TASK ITEM | Copy, word for word, the lines of the entries below between the one with "use crate::pool::Database;" and the one with "const UNKNOWN_LINK: &str", inclusive, and leave out everything else.
-- SOURCE MATERIAL follows --
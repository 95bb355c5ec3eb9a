//! # Quote Service
//!
//! The quoting workflow: every operation the HTTP layer exposes, each one a
//! single unit of work against the database.
//!
//! ## Transaction Boundaries
//! ```text
//! ┌─────────────────────────────────────────────────────────────────────────┐
//! │  operation          reads (same tx)               writes                │
//! │  ─────────────────  ────────────────────────────  ──────────────────── │
//! │  preview            catalog snapshot              (none)                │
//! │  create_quote       snapshot, client              quote + finishings    │
//! │  update_quote       quote, snapshot, client       quote + finishings    │
//! │  delete_quote       quote                         finishings + quote    │
//! │  approve / reject   quote by token digest         status (CAS)          │
//! │  reconcile_waste    quote, existing record        waste row + status    │
//! │                                                                         │
//! │  Any error before COMMIT drops the transaction: nothing is written.    │
//! └─────────────────────────────────────────────────────────────────────────┘
//! ```
//!
//! Domain decisions come from printwise-core (`PricingCalculator`,
//! `QuoteStatus::apply`, `WastePolicy`); this module only sequences them
//! around storage.

use chrono::{DateTime, Utc};
use printwise_core::validation::{normalize_optional_text, validate_title, validate_waste_quantities};
use printwise_core::{
    CapabilityToken, ClientId, CoreError, Finishing, PriceQuote, PriceRequest, PricingCalculator,
    ProductFormat, PublicQuoteView, Quote, QuoteAction, QuoteDetails, QuoteId, QuoteStatus,
    RequestContext, TokenPolicy, ValidationError, WasteInput, WastePolicy, WasteRecord,
    WasteReportEntry,
};
use rust_decimal::Decimal;
use serde::{Deserialize, Serialize};
use sqlx::SqliteConnection;
use tracing::{debug, info, instrument, warn};

use crate::error::{DbError, ServiceError, ServiceResult};
use crate::pool::Database;
use crate::repository::catalog::CatalogRepository;
use crate::repository::quote::{QuoteRecord, QuoteRepository};
use crate::repository::waste::WasteRepository;

/// What a not-found token lookup reports. The token itself is never echoed.
const UNKNOWN_LINK: &str = "invalid or expired link";

// =============================================================================
// Inputs & Outputs
// =============================================================================

/// Staff input for creating or revising a quote.
#[derive(Debug, Clone, Deserialize)]
pub struct QuoteDraft {
    pub client_id: ClientId,
    pub title: String,
    #[serde(default)]
    pub description: Option<String>,
    #[serde(flatten)]
    pub pricing: PriceRequest,
}

/// The waste report screen: every record plus the active threshold.
#[derive(Debug, Clone, Serialize)]
pub struct WasteReport {
    pub threshold: Decimal,
    pub entries: Vec<WasteReportEntry>,
}

// =============================================================================
// Quote Service
// =============================================================================

#[derive(Debug, Clone)]
pub struct QuoteService {
    db: Database,
    waste_policy: WastePolicy,
    token_policy: TokenPolicy,
}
-- SOURCE MATERIAL concluded --
WRITTEN RESPONSE |
use crate::pool::Database;
use crate::repository::catalog::CatalogRepository;
use crate::repository::quote::{QuoteRecord, QuoteRepository};
use crate::repository::waste::WasteRepository;

/// What a not-found token lookup reports. The token itself is never echoed.
const UNKNOWN_LINK: &str = "invalid or expired link";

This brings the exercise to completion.